## Work item
Go through the entries below and tally the lines holding "calculation"; please reply with the number only.

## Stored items

######

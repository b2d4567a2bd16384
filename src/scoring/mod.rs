pub mod batch;
pub mod contingency;
pub mod corpus;
pub mod error;
pub mod mutual_information;
pub mod traits;

pub use batch::{rank_terms, score_matrix};
pub use contingency::ContingencyTable;
pub use corpus::LabelledCorpus;
pub use error::{DegenerateTable, ScoreError};
pub use mutual_information::{MutualInformationScorer, binary_log2, mutual_information};
pub use traits::TermScorer;
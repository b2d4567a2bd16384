// SPDX-FileCopyrightText: 2025-2026 Carlson Büth <code@cbueth.de>
//
// SPDX-License-Identifier: MIT OR Apache-2.0

/// Interface for scorers that rate vocabulary terms against a target class.
///
/// Implementors hold whatever corpus state they need and rate one
/// `(target_class, term)` pair per call. Batch scoring and ranking in
/// [`crate::scoring::batch`] are written against this trait.
pub trait TermScorer {
    /// Score a single term against a target class; higher means more
    /// informative.
    fn term_score(&self, target_class: &str, term: &str) -> f64;
}
use crate::scoring::error::DegenerateTable;
use crate::scoring::mutual_information::binary_log2;

/// 2x2 joint occurrence counts for one `(target_class, word)` pair.
///
/// Cell subscripts follow the usual feature-selection convention: the first
/// index is word presence, the second class membership. Counts are held
/// exactly as integers; the score formula converts to `f64` only at
/// evaluation time.
#[derive(Debug, Clone, Copy, PartialEq, Eq)]
pub struct ContingencyTable {
    /// Documents in the target class that contain the word
    pub n11: u64,
    /// Documents outside the target class that contain the word
    pub n10: u64,
    /// Documents in the target class without the word
    pub n01: u64,
    /// Documents outside the target class without the word
    pub n00: u64,
}

impl ContingencyTable {
    /// Tally the table for one `(target_class, word)` pair over aligned
    /// document and label slices.
    ///
    /// Both tests are raw substring containment: a label that contains
    /// `target_class` anywhere counts as membership (`"nonspam"` matches
    /// class `"spam"`), and a document that contains `word` anywhere counts
    /// as presence (`"category"` matches `"cat"`).
    ///
    /// Exactly one cell is incremented per index, so the four cells always
    /// sum to the corpus size.
    pub fn tally<D, L>(documents: &[D], labels: &[L], target_class: &str, word: &str) -> Self
    where
        D: AsRef<str>,
        L: AsRef<str>,
    {
        assert_eq!(
            documents.len(),
            labels.len(),
            "Documents and labels must be index-aligned for tallying"
        );
        let mut table = Self::from_counts(0, 0, 0, 0);
        for (document, label) in documents.iter().zip(labels.iter()) {
            let in_class = label.as_ref().contains(target_class);
            let has_word = document.as_ref().contains(word);
            match (has_word, in_class) {
                (true, true) => table.n11 += 1,
                (true, false) => table.n10 += 1,
                (false, true) => table.n01 += 1,
                (false, false) => table.n00 += 1,
            }
        }
        table
    }

    /// Build a table directly from the four cell counts.
    pub fn from_counts(n11: u64, n10: u64, n01: u64, n00: u64) -> Self {
        Self { n11, n10, n01, n00 }
    }

    /// Total number of documents.
    pub fn n(&self) -> u64 {
        self.n11 + self.n10 + self.n01 + self.n00
    }

    /// Documents containing the word (N1x).
    pub fn word_present(&self) -> u64 {
        self.n11 + self.n10
    }

    /// Documents without the word (N0x).
    pub fn word_absent(&self) -> u64 {
        self.n01 + self.n00
    }

    /// Documents in the target class (Nx1).
    pub fn in_class(&self) -> u64 {
        self.n11 + self.n01
    }

    /// Documents outside the target class (Nx0).
    pub fn out_of_class(&self) -> u64 {
        self.n10 + self.n00
    }

    /// Classify the table when its four-term sum is not fully defined.
    ///
    /// Returns `None` for fully populated tables. An empty `n11` cell is
    /// reported as [`DegenerateTable::EmptyCooccurrence`]; any other empty
    /// cell as [`DegenerateTable::EmptyCell`].
    pub fn degeneracy(&self) -> Option<DegenerateTable> {
        if self.n11 == 0 {
            Some(DegenerateTable::EmptyCooccurrence)
        } else if self.n10 == 0 || self.n01 == 0 || self.n00 == 0 {
            Some(DegenerateTable::EmptyCell)
        } else {
            None
        }
    }

    /// Mutual information between word presence and class membership, in
    /// bits.
    ///
    /// Sums `(Ncell/N) * log2(N*Ncell / (row_marginal * col_marginal))` over
    /// the four cells, skipping any term whose marginal product is zero.
    /// Empty cells inside a qualifying term contribute nothing because
    /// [`binary_log2`] maps 0 to 0. A table where no term qualifies scores
    /// 0.0, so this function is total; use
    /// [`checked_mutual_information`](Self::checked_mutual_information) to
    /// make degenerate tables observable.
    pub fn mutual_information(&self) -> f64 {
        let n = self.n() as f64;
        let n11 = self.n11 as f64;
        let n10 = self.n10 as f64;
        let n01 = self.n01 as f64;
        let n00 = self.n00 as f64;
        let n1x = n11 + n10;
        let n0x = n01 + n00;
        let nx1 = n11 + n01;
        let nx0 = n10 + n00;

        let mut mi = 0.0_f64;
        if n1x * nx1 > 0.0 {
            mi += (n11 / n) * binary_log2((n * n11) / (n1x * nx1));
        }
        if n0x * nx1 > 0.0 {
            mi += (n01 / n) * binary_log2((n * n01) / (n0x * nx1));
        }
        if n1x * nx0 > 0.0 {
            mi += (n10 / n) * binary_log2((n * n10) / (n1x * nx0));
        }
        if n0x * nx0 > 0.0 {
            mi += (n00 / n) * binary_log2((n * n00) / (n0x * nx0));
        }
        mi
    }

    /// Like [`mutual_information`](Self::mutual_information), but degenerate
    /// tables come back as a typed error instead of folding into the score
    /// range.
    pub fn checked_mutual_information(&self) -> Result<f64, DegenerateTable> {
        match self.degeneracy() {
            Some(kind) => Err(kind),
            None => Ok(self.mutual_information()),
        }
    }
}
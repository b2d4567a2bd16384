use textmi::scoring::batch::rank_terms;
use textmi::scoring::corpus::LabelledCorpus;
use textmi::scoring::mutual_information::{MutualInformationScorer, binary_log2};

fn main() {
    // Example labelled corpus - short newsletter snippets
    let corpus = LabelledCorpus::from_pairs([
        ("buy cheap meds now", "spam"),
        ("limited offer buy today", "spam"),
        ("team meeting at noon", "ham"),
        ("lunch plan for friday", "ham"),
        ("buy one get one free", "spam"),
        ("quarterly report attached", "ham"),
    ]);
    let scorer = MutualInformationScorer::new(corpus);

    // Calculate the score manually to verify
    let table = scorer.table("spam", "buy");
    let n = table.n() as f64;
    let cells = [
        (table.n11 as f64, table.word_present(), table.in_class()),
        (table.n01 as f64, table.word_absent(), table.in_class()),
        (table.n10 as f64, table.word_present(), table.out_of_class()),
        (table.n00 as f64, table.word_absent(), table.out_of_class()),
    ];
    let mut manual_mi = 0.0;
    for (cell, row, column) in cells {
        let denominator = (row * column) as f64;
        if denominator > 0.0 {
            manual_mi += (cell / n) * binary_log2((n * cell) / denominator);
        }
    }

    println!("Contingency table for (spam, buy): {table:?}");
    println!("Manual MI calculation: {manual_mi}");

    let library_mi = scorer.score("spam", "buy");
    println!("Library MI value: {library_mi}");
    println!("Comparison: Manual calculation vs. Library implementation");
    println!("  Manual: {manual_mi}");
    println!("  Library: {library_mi}");

    // Rank a small vocabulary for feature selection
    let vocabulary = ["buy", "meeting", "plan", "free", "report", "the"];
    println!("\nVocabulary ranked against class \"spam\":");
    for (term, score) in rank_terms(&scorer, "spam", &vocabulary) {
        println!("  {term:<10} {score:.6}");
    }
}
use plotters::prelude::*;
use rand::rngs::StdRng;
use rand::{Rng, SeedableRng};
use std::fs::File;
use std::io::Write;

use textmi::scoring::corpus::LabelledCorpus;
use textmi::scoring::mutual_information::{MutualInformationScorer, binary_log2};

/// Corpus where the marker word tracks the "pos" class up to a noise level.
fn generate_corpus(size: usize, noise: f64, seed: u64) -> LabelledCorpus {
    let mut rng = StdRng::seed_from_u64(seed);
    let pairs: Vec<(String, String)> = (0..size)
        .map(|i| {
            let positive = rng.gen_bool(0.5);
            let rate = if positive { 1.0 - noise } else { noise };
            let text = if rng.gen_bool(rate) {
                format!("item {i} marker")
            } else {
                format!("item {i}")
            };
            (text, if positive { "pos" } else { "neg" }.to_string())
        })
        .collect();
    LabelledCorpus::from_pairs(pairs)
}

/// Expected MI for balanced classes and a word that flips with probability
/// `noise`: one bit minus the binary entropy of the noise level.
fn theoretical_mi(noise: f64) -> f64 {
    1.0 + noise * binary_log2(noise) + (1.0 - noise) * binary_log2(1.0 - noise)
}

fn main() -> Result<(), Box<dyn std::error::Error>> {
    // Parameters
    let size = 20_000;
    let seed = 21354;

    // Noise sweep from perfect predictor to coin flip
    let noise_levels: Vec<f64> = (0..26).map(|x| x as f64 * 0.02).collect();

    // Store results
    let mut results = Vec::new();

    // Create CSV file for results
    let mut csv_file = File::create("mi_noise_sweep.csv")?;
    writeln!(csv_file, "noise,empirical_mi,theoretical_mi")?;

    for &noise in &noise_levels {
        let corpus = generate_corpus(size, noise, seed);
        let scorer = MutualInformationScorer::new(corpus);
        let empirical = scorer.score("pos", "marker");
        let theoretical = theoretical_mi(noise);

        results.push((noise, empirical, theoretical));
        writeln!(csv_file, "{},{},{}", noise, empirical, theoretical)?;
        println!(
            "Noise: {:.2}, Empirical: {:.6}, Theoretical: {:.6}",
            noise, empirical, theoretical
        );
    }

    // Create plot
    let root = BitMapBackend::new("mi_noise_sweep.png", (800, 600)).into_drawing_area();
    root.fill(&WHITE)?;

    let mut chart = ChartBuilder::on(&root)
        .caption(
            "Mutual Information vs. Label Noise",
            ("sans-serif", 30).into_font(),
        )
        .margin(5)
        .x_label_area_size(30)
        .y_label_area_size(40)
        .build_cartesian_2d(0f64..0.5f64, 0f64..1.1f64)?;

    chart
        .configure_mesh()
        .x_desc("Noise level")
        .y_desc("Mutual information (bits)")
        .draw()?;

    // Plot empirical scores
    chart
        .draw_series(LineSeries::new(
            results.iter().map(|(x, e, _)| (*x, *e)),
            &RED,
        ))?
        .label("Empirical")
        .legend(|(x, y)| PathElement::new(vec![(x, y), (x + 20, y)], &RED));

    // Plot theoretical curve
    chart
        .draw_series(LineSeries::new(
            results.iter().map(|(x, _, t)| (*x, *t)),
            &BLUE,
        ))?
        .label("Theoretical")
        .legend(|(x, y)| PathElement::new(vec![(x, y), (x + 20, y)], &BLUE));

    chart
        .configure_series_labels()
        .background_style(&WHITE.mix(0.8))
        .border_style(&BLACK)
        .draw()?;

    println!("\nResults saved to:");
    println!("- mi_noise_sweep.csv");
    println!("- mi_noise_sweep.png");

    Ok(())
}
use rstest::rstest;
use textmi::scoring::contingency::ContingencyTable;
use textmi::scoring::corpus::LabelledCorpus;
use textmi::scoring::error::ScoreError;
use textmi::scoring::mutual_information::{MutualInformationScorer, binary_log2, mutual_information};

use crate::test_helpers::{assert_relative_eq, independent_corpus, spam_corpus};

#[rstest]
#[case(8.0, 3.0)]
#[case(2.0, 1.0)]
#[case(1.0, 0.0)]
#[case(0.5, -1.0)]
#[case(0.0, 0.0)] // zero maps to a neutral contribution, not -inf
fn test_binary_log2(#[case] x: f64, #[case] expected: f64) {
    assert_eq!(binary_log2(x), expected);
}

/// "buy" appears in every spam document and no ham document over a balanced
/// four-document corpus: exactly one bit of information.
#[test]
fn test_perfect_separation_scores_one_bit() {
    let scorer = MutualInformationScorer::new(spam_corpus());
    assert_eq!(scorer.table("spam", "buy"), ContingencyTable::from_counts(2, 0, 0, 2));
    assert_eq!(scorer.score("spam", "buy"), 1.0);
}

/// When the word perfectly predicts the class (N10 = N01 = 0), the sum
/// collapses to the marginal-only terms
/// `(N1x/N)*log2(N/N1x) + (N0x/N)*log2(N/N0x)`.
#[test]
fn test_perfect_predictor_reduces_to_marginal_terms() {
    let documents = ["win money", "win big", "win now", "hello"];
    let labels = ["spam", "spam", "spam", "ham"];
    let mi = mutual_information(&documents, &labels, "spam", "win").unwrap();
    let expected = 0.75 * (4.0_f64 / 3.0).log2() + 0.25 * 4.0_f64.log2();
    assert_relative_eq!(mi, expected, epsilon = 1e-15);
}

/// Plug-in MI over a fully populated table equals the entropy identity
/// I = H(word) + H(class) - H(word, class), computed here through an
/// independent code path.
#[rstest]
#[case(5, 3, 2, 7)]
#[case(1, 1, 1, 1)]
#[case(10, 2, 3, 9)]
#[case(2, 8, 5, 1)]
#[case(40, 17, 23, 61)]
fn test_matches_entropy_identity(
    #[case] n11: u64,
    #[case] n10: u64,
    #[case] n01: u64,
    #[case] n00: u64,
) {
    fn entropy_bits(probabilities: &[f64]) -> f64 {
        probabilities
            .iter()
            .filter(|&&p| p > 0.0)
            .map(|&p| -p * p.log2())
            .sum()
    }

    let table = ContingencyTable::from_counts(n11, n10, n01, n00);
    let n = table.n() as f64;
    let p11 = n11 as f64 / n;
    let p10 = n10 as f64 / n;
    let p01 = n01 as f64 / n;
    let p00 = n00 as f64 / n;

    let h_word = entropy_bits(&[p11 + p10, p01 + p00]);
    let h_class = entropy_bits(&[p11 + p01, p10 + p00]);
    let h_joint = entropy_bits(&[p11, p10, p01, p00]);

    assert_relative_eq!(
        table.mutual_information(),
        h_word + h_class - h_joint,
        epsilon = 1e-12
    );
}

/// With balanced labels and class-independent word occurrence, the score
/// shrinks toward zero as the corpus grows.
#[rstest]
#[case(1_000, 0.02, 21)]
#[case(1_000, 0.02, 22)]
#[case(10_000, 0.005, 23)]
fn test_independent_word_scores_near_zero(
    #[case] size: usize,
    #[case] bound: f64,
    #[case] seed: u64,
) {
    let (documents, labels) = independent_corpus(size, 0.4, seed);
    let mi = mutual_information(&documents, &labels, "pos", "marker").unwrap();
    assert!(mi > -1e-12, "plug-in MI should not be negative, got {mi}");
    assert!(mi < bound, "expected near-zero MI for N={size}, got {mi}");
}

/// Pure function of its inputs: repeated calls are bit-identical.
#[test]
fn test_scoring_is_idempotent() {
    let (documents, labels) = independent_corpus(500, 0.3, 77);
    let first = mutual_information(&documents, &labels, "pos", "marker").unwrap();
    let second = mutual_information(&documents, &labels, "pos", "marker").unwrap();
    assert_eq!(first.to_bits(), second.to_bits());

    let corpus = LabelledCorpus::new(documents, labels).unwrap();
    let scorer = MutualInformationScorer::new(corpus);
    assert_eq!(
        scorer.score("pos", "marker").to_bits(),
        scorer.score("pos", "marker").to_bits()
    );
}

#[test]
fn test_length_mismatch_fails_fast() {
    let documents = ["one", "two"];
    let labels = ["spam", "ham", "spam"];
    assert_eq!(
        mutual_information(&documents, &labels, "spam", "one"),
        Err(ScoreError::LengthMismatch {
            documents: 2,
            labels: 3,
        })
    );
    // Same check at corpus construction.
    assert_eq!(
        LabelledCorpus::new(vec!["one".into()], vec![]).unwrap_err(),
        ScoreError::LengthMismatch {
            documents: 1,
            labels: 0,
        }
    );
}
use crate::scoring::error::ScoreError;

/// An index-aligned pair of document texts and class-label strings.
///
/// `labels()[i]` carries the class tag (or tags) of `documents()[i]`. A label
/// string may hold several tags at once (e.g. `"politics|economy"`); class
/// membership is tested by substring containment, so any label that contains
/// the target-class string counts as a member.
#[derive(Debug, Clone)]
pub struct LabelledCorpus {
    documents: Vec<String>,
    labels: Vec<String>,
}

impl LabelledCorpus {
    /// Build a corpus from aligned document and label vectors.
    ///
    /// Fails with [`ScoreError::LengthMismatch`] when the vectors differ in
    /// length. An instance therefore always satisfies the alignment
    /// invariant.
    pub fn new(documents: Vec<String>, labels: Vec<String>) -> Result<Self, ScoreError> {
        if documents.len() != labels.len() {
            return Err(ScoreError::LengthMismatch {
                documents: documents.len(),
                labels: labels.len(),
            });
        }
        Ok(Self { documents, labels })
    }

    /// Build a corpus from `(document, label)` pairs.
    pub fn from_pairs<D, L>(pairs: impl IntoIterator<Item = (D, L)>) -> Self
    where
        D: Into<String>,
        L: Into<String>,
    {
        let (documents, labels) = pairs
            .into_iter()
            .map(|(d, l)| (d.into(), l.into()))
            .unzip();
        Self { documents, labels }
    }

    /// Number of documents.
    pub fn len(&self) -> usize {
        self.documents.len()
    }

    pub fn is_empty(&self) -> bool {
        self.documents.is_empty()
    }

    pub fn documents(&self) -> &[String] {
        &self.documents
    }

    pub fn labels(&self) -> &[String] {
        &self.labels
    }
}
use thiserror::Error;

/// Errors for malformed scoring inputs.
#[derive(Debug, Clone, Copy, PartialEq, Eq, Error)]
pub enum ScoreError {
    /// Documents and class labels must be index-aligned; scoring fails fast
    /// on mismatched lengths rather than truncating to the shorter sequence.
    #[error("documents and class labels differ in length ({documents} vs {labels})")]
    LengthMismatch { documents: usize, labels: usize },
}

/// Classification of contingency tables whose four-term sum is not fully
/// defined.
///
/// Checked scoring paths return this as a typed error instead of overloading
/// the score range with sentinel values, so "no information computable" stays
/// distinguishable from a legitimate score.
#[derive(Debug, Clone, Copy, PartialEq, Eq, Error)]
pub enum DegenerateTable {
    /// No document is both in the target class and contains the word
    /// (N11 == 0). Covers the word or the class being absent entirely.
    #[error("no document in the target class contains the word")]
    EmptyCooccurrence,
    /// The class and word do co-occur, but some other cell of the table is
    /// empty.
    #[error("an empty contingency cell leaves part of the sum undefined")]
    EmptyCell,
}
// SPDX-FileCopyrightText: 2025-2026 Carlson Büth <code@cbueth.de>
//
// SPDX-License-Identifier: MIT OR Apache-2.0

//! # textmi
//!
//! Mutual-information feature scoring for text classification: given a corpus
//! of labelled documents, score how much information the presence of a word
//! carries about membership in a target class.
//!
//! ## Quick Start
//!
//! ```rust
//! use textmi::scoring::corpus::LabelledCorpus;
//! use textmi::scoring::mutual_information::MutualInformationScorer;
//!
//! let corpus = LabelledCorpus::new(
//!     vec!["buy now".into(), "hello friend".into(), "buy cheap".into(), "dinner plan".into()],
//!     vec!["spam".into(), "ham".into(), "spam".into(), "ham".into()],
//! ).unwrap();
//!
//! let scorer = MutualInformationScorer::new(corpus);
//! // "buy" perfectly separates spam from ham: one full bit of information.
//! assert_eq!(scorer.score("spam", "buy"), 1.0);
//! ```
//!
//! ## How scoring works
//!
//! For each `(target_class, word)` pair the scorer tallies a 2x2 contingency
//! table over the corpus (in class / out of class × word present / word
//! absent) and evaluates the standard mutual-information sum over its four
//! cells, in bits.
//!
//! Both tests are **raw substring containment**: a label counts as a class
//! member when it contains the target-class string anywhere, and a document
//! counts as containing the word on any substring match. This keeps labels
//! free-form (one label string can carry several tags) but is a sharp edge:
//! `"nonspam"` matches class `"spam"`, and `"category"` matches word `"cat"`.
//! Callers who need exact or token-level matching must pre-process their
//! inputs.
//!
//! ## Degenerate tables
//!
//! Tables with empty cells cannot support the full four-term sum. The plain
//! scoring paths are total: terms with zero-denominator marginal products are
//! skipped, and a table where nothing qualifies scores 0.0. The `checked_*`
//! paths instead report such tables as [`DegenerateTable`] errors, keeping
//! "no information computable" distinguishable from a legitimate score.
//!
//! [`DegenerateTable`]: scoring::error::DegenerateTable
//!
//! ## Batch scoring
//!
//! [`scoring::batch`] rates a whole vocabulary against one or more target
//! classes (a score matrix, or a ranked term list) for feature selection.

pub mod scoring;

######

## Problem solution
2